Exercise:
All of the entries should be returned without a single change.

Data:

···

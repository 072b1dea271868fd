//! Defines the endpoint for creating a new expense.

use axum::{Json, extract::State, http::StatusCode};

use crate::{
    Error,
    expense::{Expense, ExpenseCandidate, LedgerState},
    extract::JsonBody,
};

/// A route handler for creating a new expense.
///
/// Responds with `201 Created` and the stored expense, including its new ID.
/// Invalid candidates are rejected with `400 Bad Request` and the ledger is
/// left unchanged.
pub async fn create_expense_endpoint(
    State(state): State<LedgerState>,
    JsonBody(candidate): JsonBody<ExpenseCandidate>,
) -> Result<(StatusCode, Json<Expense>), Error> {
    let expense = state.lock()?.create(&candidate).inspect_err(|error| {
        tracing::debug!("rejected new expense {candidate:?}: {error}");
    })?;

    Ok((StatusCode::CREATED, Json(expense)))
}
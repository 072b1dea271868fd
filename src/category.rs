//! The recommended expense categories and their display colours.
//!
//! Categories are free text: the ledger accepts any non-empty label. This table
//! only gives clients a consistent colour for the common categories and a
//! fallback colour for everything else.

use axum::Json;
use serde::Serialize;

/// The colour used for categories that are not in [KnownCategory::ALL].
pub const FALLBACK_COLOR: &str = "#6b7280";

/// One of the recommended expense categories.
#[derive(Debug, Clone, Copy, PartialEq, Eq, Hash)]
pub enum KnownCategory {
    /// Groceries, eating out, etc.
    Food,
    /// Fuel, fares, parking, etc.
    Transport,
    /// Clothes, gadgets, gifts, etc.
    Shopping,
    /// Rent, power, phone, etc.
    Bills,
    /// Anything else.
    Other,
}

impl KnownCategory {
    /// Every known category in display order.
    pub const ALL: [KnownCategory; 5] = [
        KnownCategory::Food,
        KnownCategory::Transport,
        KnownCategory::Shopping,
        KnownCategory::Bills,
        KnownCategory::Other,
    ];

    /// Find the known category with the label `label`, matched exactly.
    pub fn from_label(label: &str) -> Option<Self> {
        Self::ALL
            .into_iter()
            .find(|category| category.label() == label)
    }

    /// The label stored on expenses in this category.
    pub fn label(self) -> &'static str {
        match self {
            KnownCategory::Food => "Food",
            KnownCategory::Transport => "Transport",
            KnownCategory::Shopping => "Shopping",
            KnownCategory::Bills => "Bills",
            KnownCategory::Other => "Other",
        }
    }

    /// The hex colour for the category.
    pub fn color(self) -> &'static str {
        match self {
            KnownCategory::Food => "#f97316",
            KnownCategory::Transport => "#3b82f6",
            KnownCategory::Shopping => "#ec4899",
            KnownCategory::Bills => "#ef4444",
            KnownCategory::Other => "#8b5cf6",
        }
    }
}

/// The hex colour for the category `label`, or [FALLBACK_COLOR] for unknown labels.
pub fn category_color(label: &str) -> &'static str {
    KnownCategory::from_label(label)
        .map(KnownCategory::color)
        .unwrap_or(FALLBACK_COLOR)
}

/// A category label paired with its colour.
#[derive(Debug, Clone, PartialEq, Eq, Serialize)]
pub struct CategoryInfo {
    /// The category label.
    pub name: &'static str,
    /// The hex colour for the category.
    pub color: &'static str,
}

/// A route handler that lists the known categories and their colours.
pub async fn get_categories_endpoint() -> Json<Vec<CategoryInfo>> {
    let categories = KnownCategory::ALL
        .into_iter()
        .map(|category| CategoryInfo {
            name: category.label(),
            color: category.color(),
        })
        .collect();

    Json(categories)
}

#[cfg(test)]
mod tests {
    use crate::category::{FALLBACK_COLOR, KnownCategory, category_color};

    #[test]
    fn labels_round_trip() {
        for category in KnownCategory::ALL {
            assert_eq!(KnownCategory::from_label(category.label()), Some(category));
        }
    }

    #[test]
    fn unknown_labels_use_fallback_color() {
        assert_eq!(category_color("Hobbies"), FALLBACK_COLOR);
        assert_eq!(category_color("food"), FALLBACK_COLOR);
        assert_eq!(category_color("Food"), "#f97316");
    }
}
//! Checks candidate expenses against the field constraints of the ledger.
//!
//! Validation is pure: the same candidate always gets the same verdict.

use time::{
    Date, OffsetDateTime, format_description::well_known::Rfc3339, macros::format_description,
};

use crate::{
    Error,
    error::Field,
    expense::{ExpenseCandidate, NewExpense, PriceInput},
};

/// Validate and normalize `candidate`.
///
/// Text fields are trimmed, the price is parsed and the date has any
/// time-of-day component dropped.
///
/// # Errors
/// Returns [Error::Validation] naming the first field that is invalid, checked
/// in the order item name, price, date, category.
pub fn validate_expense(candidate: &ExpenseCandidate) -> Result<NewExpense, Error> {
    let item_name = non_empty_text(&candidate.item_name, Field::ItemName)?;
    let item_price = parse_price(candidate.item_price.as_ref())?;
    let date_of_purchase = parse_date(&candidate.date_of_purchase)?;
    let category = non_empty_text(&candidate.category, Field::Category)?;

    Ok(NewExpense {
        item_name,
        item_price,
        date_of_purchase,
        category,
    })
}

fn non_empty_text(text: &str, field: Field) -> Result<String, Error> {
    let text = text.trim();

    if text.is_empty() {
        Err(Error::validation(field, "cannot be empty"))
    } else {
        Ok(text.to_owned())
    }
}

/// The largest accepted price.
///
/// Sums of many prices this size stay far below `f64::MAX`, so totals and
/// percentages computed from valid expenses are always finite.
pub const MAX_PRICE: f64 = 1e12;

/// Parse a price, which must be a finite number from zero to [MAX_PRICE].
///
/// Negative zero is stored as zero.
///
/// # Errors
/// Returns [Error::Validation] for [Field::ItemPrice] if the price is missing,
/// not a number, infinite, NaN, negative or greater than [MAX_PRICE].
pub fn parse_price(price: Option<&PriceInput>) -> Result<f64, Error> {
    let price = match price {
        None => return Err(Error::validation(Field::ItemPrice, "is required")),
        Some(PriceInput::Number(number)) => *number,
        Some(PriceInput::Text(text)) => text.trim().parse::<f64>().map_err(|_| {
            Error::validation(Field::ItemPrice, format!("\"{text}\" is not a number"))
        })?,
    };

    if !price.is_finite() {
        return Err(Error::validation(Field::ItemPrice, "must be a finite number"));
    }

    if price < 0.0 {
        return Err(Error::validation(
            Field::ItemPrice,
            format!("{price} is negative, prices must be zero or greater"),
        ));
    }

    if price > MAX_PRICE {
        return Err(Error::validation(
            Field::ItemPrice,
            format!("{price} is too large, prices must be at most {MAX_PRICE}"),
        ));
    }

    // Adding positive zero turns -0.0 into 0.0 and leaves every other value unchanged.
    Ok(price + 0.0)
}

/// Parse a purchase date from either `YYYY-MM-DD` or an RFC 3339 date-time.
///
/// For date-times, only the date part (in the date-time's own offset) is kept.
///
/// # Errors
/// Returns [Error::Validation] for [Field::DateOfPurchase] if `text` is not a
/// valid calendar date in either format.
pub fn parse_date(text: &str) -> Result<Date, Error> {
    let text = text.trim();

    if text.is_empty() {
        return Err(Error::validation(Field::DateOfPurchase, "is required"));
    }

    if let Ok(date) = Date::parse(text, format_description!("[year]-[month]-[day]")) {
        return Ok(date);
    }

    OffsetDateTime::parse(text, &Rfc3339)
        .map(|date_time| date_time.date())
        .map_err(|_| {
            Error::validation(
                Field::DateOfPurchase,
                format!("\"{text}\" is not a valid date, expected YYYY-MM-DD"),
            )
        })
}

···

Response for this exercise:
repository 072b1dea271868fd
//! Defines the endpoint for creating a new expense.

use axum::{Json, extract::State, http::StatusCode};

use crate::{
    Error,
    expense::{Expense, ExpenseCandidate, LedgerState},
    extract::JsonBody,
};

/// A route handler for creating a new expense.
///
/// Responds with `201 Created` and the stored expense, including its new ID.
/// Invalid candidates are rejected with `400 Bad Request` and the ledger is
/// left unchanged.
pub async fn create_expense_endpoint(
    State(state): State<LedgerState>,
    JsonBody(candidate): JsonBody<ExpenseCandidate>,
) -> Result<(StatusCode, Json<Expense>), Error> {
    let expense = state.lock()?.create(&candidate).inspect_err(|error| {
        tracing::debug!("rejected new expense {candidate:?}: {error}");
    })?;

    Ok((StatusCode::CREATED, Json(expense)))
}
repository 072b1dea271868fd
filename src/category.rs
//! The recommended expense categories and their display colours.
//!
//! Categories are free text: the ledger accepts any non-empty label. This table
//! only gives clients a consistent colour for the common categories and a
//! fallback colour for everything else.

use axum::Json;
use serde::Serialize;

/// The colour used for categories that are not in [KnownCategory::ALL].
pub const FALLBACK_COLOR: &str = "#6b7280";

/// One of the recommended expense categories.
#[derive(Debug, Clone, Copy, PartialEq, Eq, Hash)]
pub enum KnownCategory {
    /// Groceries, eating out, etc.
    Food,
    /// Fuel, fares, parking, etc.
    Transport,
    /// Clothes, gadgets, gifts, etc.
    Shopping,
    /// Rent, power, phone, etc.
    Bills,
    /// Anything else.
    Other,
}

impl KnownCategory {
    /// Every known category in display order.
    pub const ALL: [KnownCategory; 5] = [
        KnownCategory::Food,
        KnownCategory::Transport,
        KnownCategory::Shopping,
        KnownCategory::Bills,
        KnownCategory::Other,
    ];

    /// Find the known category with the label `label`, matched exactly.
    pub fn from_label(label: &str) -> Option<Self> {
        Self::ALL
            .into_iter()
            .find(|category| category.label() == label)
    }

    /// The label stored on expenses in this category.
    pub fn label(self) -> &'static str {
        match self {
            KnownCategory::Food => "Food",
            KnownCategory::Transport => "Transport",
            KnownCategory::Shopping => "Shopping",
            KnownCategory::Bills => "Bills",
            KnownCategory::Other => "Other",
        }
    }

    /// The hex colour for the category.
    pub fn color(self) -> &'static str {
        match self {
            KnownCategory::Food => "#f97316",
            KnownCategory::Transport => "#3b82f6",
            KnownCategory::Shopping => "#ec4899",
            KnownCategory::Bills => "#ef4444",
            KnownCategory::Other => "#8b5cf6",
        }
    }
}

/// The hex colour for the category `label`, or [FALLBACK_COLOR] for unknown labels.
pub fn category_color(label: &str) -> &'static str {
    KnownCategory::from_label(label)
        .map(KnownCategory::color)
        .unwrap_or(FALLBACK_COLOR)
}

/// A category label paired with its colour.
#[derive(Debug, Clone, PartialEq, Eq, Serialize)]
pub struct CategoryInfo {
    /// The category label.
    pub name: &'static str,
    /// The hex colour for the category.
    pub color: &'static str,
}

/// A route handler that lists the known categories and their colours.
pub async fn get_categories_endpoint() -> Json<Vec<CategoryInfo>> {
    let categories = KnownCategory::ALL
        .into_iter()
        .map(|category| CategoryInfo {
            name: category.label(),
            color: category.color(),
        })
        .collect();

    Json(categories)
}

#[cfg(test)]
mod tests {
    use crate::category::{FALLBACK_COLOR, KnownCategory, category_color};

    #[test]
    fn labels_round_trip() {
        for category in KnownCategory::ALL {
            assert_eq!(KnownCategory::from_label(category.label()), Some(category));
        }
    }

    #[test]
    fn unknown_labels_use_fallback_color() {
        assert_eq!(category_color("Hobbies"), FALLBACK_COLOR);
        assert_eq!(category_color("food"), FALLBACK_COLOR);
        assert_eq!(category_color("Food"), "#f97316");
    }
}
//! Checks candidate expenses against the field constraints of the ledger.
//!
//! Validation is pure: the same candidate always gets the same verdict.

use time::{
    Date, OffsetDateTime, format_description::well_known::Rfc3339, macros::format_description,
};

use crate::{
    Error,
    error::Field,
    expense::{ExpenseCandidate, NewExpense, PriceInput},
};

/// Validate and normalize `candidate`.
///
/// Text fields are trimmed, the price is parsed and the date has any
/// time-of-day component dropped.
///
/// # Errors
/// Returns [Error::Validation] naming the first field that is invalid, checked
/// in the order item name, price, date, category.
pub fn validate_expense(candidate: &ExpenseCandidate) -> Result<NewExpense, Error> {
    let item_name = non_empty_text(&candidate.item_name, Field::ItemName)?;
    let item_price = parse_price(candidate.item_price.as_ref())?;
    let date_of_purchase = parse_date(&candidate.date_of_purchase)?;
    let category = non_empty_text(&candidate.category, Field::Category)?;

    Ok(NewExpense {
        item_name,
        item_price,
        date_of_purchase,
        category,
    })
}

fn non_empty_text(text: &str, field: Field) -> Result<String, Error> {
    let text = text.trim();

    if text.is_empty() {
        Err(Error::validation(field, "cannot be empty"))
    } else {
        Ok(text.to_owned())
    }
}

/// The largest accepted price.
///
/// Sums of many prices this size stay far below `f64::MAX`, so totals and
/// percentages computed from valid expenses are always finite.
pub const MAX_PRICE: f64 = 1e12;

/// Parse a price, which must be a finite number from zero to [MAX_PRICE].
///
/// Negative zero is stored as zero.
///
/// # Errors
/// Returns [Error::Validation] for [Field::ItemPrice] if the price is missing,
/// not a number, infinite, NaN, negative or greater than [MAX_PRICE].
pub fn parse_price(price: Option<&PriceInput>) -> Result<f64, Error> {
    let price = match price {
        None => return Err(Error::validation(Field::ItemPrice, "is required")),
        Some(PriceInput::Number(number)) => *number,
        Some(PriceInput::Text(text)) => text.trim().parse::<f64>().map_err(|_| {
            Error::validation(Field::ItemPrice, format!("\"{text}\" is not a number"))
        })?,
    };

    if !price.is_finite() {
        return Err(Error::validation(Field::ItemPrice, "must be a finite number"));
    }

    if price < 0.0 {
        return Err(Error::validation(
            Field::ItemPrice,
            format!("{price} is negative, prices must be zero or greater"),
        ));
    }

    if price > MAX_PRICE {
        return Err(Error::validation(
            Field::ItemPrice,
            format!("{price} is too large, prices must be at most {MAX_PRICE}"),
        ));
    }

    // Adding positive zero turns -0.0 into 0.0 and leaves every other value unchanged.
    Ok(price + 0.0)
}

/// Parse a purchase date from either `YYYY-MM-DD` or an RFC 3339 date-time.
///
/// For date-times, only the date part (in the date-time's own offset) is kept.
///
/// # Errors
/// Returns [Error::Validation] for [Field::DateOfPurchase] if `text` is not a
/// valid calendar date in either format.
pub fn parse_date(text: &str) -> Result<Date, Error> {
    let text = text.trim();

    if text.is_empty() {
        return Err(Error::validation(Field::DateOfPurchase, "is required"));
    }

    if let Ok(date) = Date::parse(text, format_description!("[year]-[month]-[day]")) {
        return Ok(date);
    }

    OffsetDateTime::parse(text, &Rfc3339)
        .map(|date_time| date_time.date())
        .map_err(|_| {
            Error::validation(
                Field::DateOfPurchase,
                format!("\"{text}\" is not a valid date, expected YYYY-MM-DD"),
            )
        })
}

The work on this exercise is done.